Voulez-vous dire que l'homme ne voit que lui, où qu'il regarde ? Ou bien qu'il ne voit que le monde ? La formule me paraît ambiguë, et propre à semer une confusion, quant à la conception même de l'individu avant le XVIe siècle. D'aucuns pourraient lire dans votre propos que la subjectivité naît en Grèce, que c'est de l'individu psychologique qu'il s'agit. Or vous dites bien que les dieux sont présents. Les hommes de l'antiquité gréco-romaine ont confiance en eux, sont pleins de vitalité (jusqu'à ce que le christianisme et les influences orientales les émoussent et les démoralisent), mais en tant qu'ils se rapportent ou sont rapportés au monde et aux dieux, en tant aussi et corrélativement, que le monde et les dieux sont vivants, des qualités, des êtres ou les manifestations multiples de l'être, lequel n'est donc réductible à aucun objet, pas même l'objet d'un savoir. Il n'est ni profane ni ne peut être profané, en ce sens.

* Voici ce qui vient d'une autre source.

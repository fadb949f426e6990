use axum::{
    http::header::{HeaderValue, ACCEPT, AUTHORIZATION, CONTENT_TYPE, ORIGIN},
    http::{HeaderName, Method, Request, Response},
    routing::get,
    Router,
};
use std::time::Duration;
use tower_http::{
    cors::{AllowOrigin, Any, CorsLayer},
    normalize_path::NormalizePathLayer,
    request_id::{MakeRequestUuid, PropagateRequestIdLayer, SetRequestIdLayer},
    trace::TraceLayer,
};
use tracing::Span;

use crate::api::evaluations;
use crate::api::handlers;
use crate::api::responses;
use crate::api::templates;
use crate::core::{config::Settings, state::AppState};

pub(crate) fn router(state: AppState) -> Router {
    let cors = build_cors_layer(state.settings());
    let api_v1_prefix = state.settings().api().api_v1_str.clone();
    let api_v1 = Router::new()
        .nest("/templates", templates::router())
        .nest("/evaluations", evaluations::router())
        .nest("/assign-groups", evaluations::assign_groups_router())
        .nest("/responses", responses::router());

    let request_id_header = HeaderName::from_static("x-request-id");
    let request_id_header_for_span = request_id_header.clone();
    let trace_layer = TraceLayer::new_for_http()
        .make_span_with(move |request: &Request<_>| {
            let request_id = request
                .headers()
                .get(&request_id_header_for_span)
                .and_then(|value| value.to_str().ok())
                .unwrap_or("-");
            tracing::info_span!(
                "request",
                method = %request.method(),
                uri = %request.uri(),
                request_id = %request_id
            )
        })
        .on_response(|response: &Response<axum::body::Body>, latency: Duration, _span: &Span| {
            let status_label = response.status().as_u16().to_string();
            metrics::counter!(
                "http_requests_total",
                "status" => status_label.clone()
            )
            .increment(1);
            metrics::histogram!(
                "http_request_duration_seconds",
                "status" => status_label
            )
            .record(latency.as_secs_f64());
        });

    let mut router: Router<AppState> = Router::new()
        .route("/", get(handlers::root))
        .route("/healthz", get(handlers::healthz).head(handlers::healthz))
        .nest(&api_v1_prefix, api_v1)
        .layer(NormalizePathLayer::trim_trailing_slash())
        .layer(PropagateRequestIdLayer::new(request_id_header.clone()))
        .layer(SetRequestIdLayer::new(request_id_header, MakeRequestUuid))
        .layer(trace_layer)
        .layer(cors);

    if state.settings().telemetry().prometheus_enabled {
        router = router.route("/metrics", get(handlers::metrics));
    }

    router.with_state(state)
}

fn build_cors_layer(settings: &Settings) -> CorsLayer {
    let origins = settings
        .cors()
        .origins
        .iter()
        .filter_map(|origin| HeaderValue::from_str(origin).ok())
        .collect::<Vec<_>>();

    let base = CorsLayer::new()
        .allow_methods([
            Method::GET,
            Method::POST,
            Method::PUT,
            Method::PATCH,
            Method::DELETE,
            Method::OPTIONS,
        ])
        .allow_headers([
            AUTHORIZATION,
            CONTENT_TYPE,
            ACCEPT,
            ORIGIN,
            HeaderName::from_static("x-request-id"),
        ])
        .expose_headers([HeaderName::from_static("x-request-id")])
        .max_age(Duration::from_secs(3600));

    if origins.is_empty() {
        // Wildcard origin cannot be combined with allow_credentials
        base.allow_origin(Any)
    } else {
        base.allow_credentials(true)
            .allow_origin(AllowOrigin::list(origins))
    }
}
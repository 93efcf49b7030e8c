//! Package `__all__` maintenance.
//!
//! The package's `__init__.py` keeps the exported constant names between two
//! marker comments. Everything outside the markers is left untouched.

use std::path::Path;
use std::sync::LazyLock;

use regex::Regex;

use crate::error::{ConstError, Result};

static RE_ALL_BLOCK: LazyLock<Regex> = LazyLock::new(|| {
    Regex::new(r"(?s)^(.*# --- From constants\.py ---).*?(# --- End constants\.py ---.*)$")
        .expect("valid __all__ marker regex")
});

/// Replace the names between the constants markers of `text`.
///
/// Returns `None` when the markers are missing.
pub fn update_module_all<I, S>(text: &str, names: I) -> Option<String>
where
    I: IntoIterator<Item = S>,
    S: AsRef<str>,
{
    let caps = RE_ALL_BLOCK.captures(text)?;
    let mut out = String::from(&caps[1]);
    out.push('\n');
    for name in names {
        out.push_str(&format!("    \"{}\",\n", name.as_ref()));
    }
    out.push_str("    ");
    out.push_str(&caps[2]);
    Some(out)
}

/// Rewrite the `__all__` block of the file at `path` in place.
pub fn update_module_all_file<I, S>(path: &Path, names: I) -> Result<()>
where
    I: IntoIterator<Item = S>,
    S: AsRef<str>,
{
    let text = std::fs::read_to_string(path)?;
    let updated = update_module_all(&text, names).ok_or_else(|| ConstError::MissingMarkers {
        path: path.to_path_buf(),
    })?;
    if updated != text {
        std::fs::write(path, updated)?;
        tracing::info!(path = %path.display(), "updated __all__");
    }
    Ok(())
}

#[cfg(test)]
mod tests {
    use super::*;

    const INIT: &str = "__all__ = [\n    \"Console\",\n    # --- From constants.py ---\n    \"OLD\",\n    \
                        # --- End constants.py ---\n]\n";

    #[test]
    fn replaces_names_between_markers() {
        let out = update_module_all(INIT, ["SALIENT_A", "SALIENT_B"]).unwrap();
        assert_eq!(
            out,
            "__all__ = [\n    \"Console\",\n    # --- From constants.py ---\n    \"SALIENT_A\",\n    \
             \"SALIENT_B\",\n    # --- End constants.py ---\n]\n"
        );
    }

    #[test]
    fn update_is_idempotent() {
        let once = update_module_all(INIT, ["SALIENT_A"]).unwrap();
        let twice = update_module_all(&once, ["SALIENT_A"]).unwrap();
        assert_eq!(once, twice);
    }

    #[test]
    fn missing_markers() {
        assert!(update_module_all("__all__ = []\n", ["X"]).is_none());
    }

    #[test]
    fn file_update_and_missing_marker_error() {
        let dir = tempfile::tempdir().unwrap();
        let init = dir.path().join("__init__.py");
        std::fs::write(&init, INIT).unwrap();
        update_module_all_file(&init, ["SALIENT_Z"]).unwrap();
        assert!(std::fs::read_to_string(&init).unwrap().contains("\"SALIENT_Z\","));

        let plain = dir.path().join("plain.py");
        std::fs::write(&plain, "x = 1\n").unwrap();
        let err = update_module_all_file(&plain, ["SALIENT_Z"]).unwrap_err();
        assert!(matches!(err, ConstError::MissingMarkers { .. }));
    }
}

Tandis qu'au XVIe siècle l'individu se juge comme un rival possible et crédible de Dieu, comme un créateur. C'est l'individu en tant qu'il peut se saisir du monde, se l'approprier et le modifier. Il y a, dans la Renaissance la plus exubérante, une autoglorification, une autoérection des hommes. Dieu n'est plus qu'un substrat : déjà, il commence à se retraire de ce monde (cf. le Dieu caché, ou le silence inhumain de la nature chez Vigny). Dieu et la nature s'absentent en même temps que les hommes s'en désaisissent en s'en saisissant ; ils ne parlent plus à celui qui a cessé de les entendre. L'absurdité moderne du monde préfigure l'absurdité des hommes eux-mêmes, comme vous le dites à la fin de votre message. De ce point de vue, on pourrait dire que les impressionnistes sont les derniers feux d'une subjectivité dont le soleil rubescent et tumescent, crépusculaire, disparaît. L'aventure de l'individu créateur s'achève sur un échec, n'ayant pas convaincu, parce que l'autosuggestion n'est jamais convaincante. L'hypersubjectivité vient de commencer. Monet finissant et Kandinsky commençant, c'est tout un : la scrutation stupéfaite, interdite, d'un monde qui a disparu, d'un monde qui est là, on s'en doute, on le sait, mais d'un monde dont on ne vit pas la présence, encore moins la prégnance. Comme si l'individu créateur était rivé, indéfiniment, à un monde qu'il ne cesse de fragmenter, de décomposer, parce qu'il voudrait en vérifier la consistance quand dans le même temps il s'en désintéresse, n'y cherchant que projections propres à l'épanchement muet de son subjectivisme. Le monde n'est plus qu'un être-là, dont on ne sait que faire, face à de purs êtres-là, qui ne savent plus que faire.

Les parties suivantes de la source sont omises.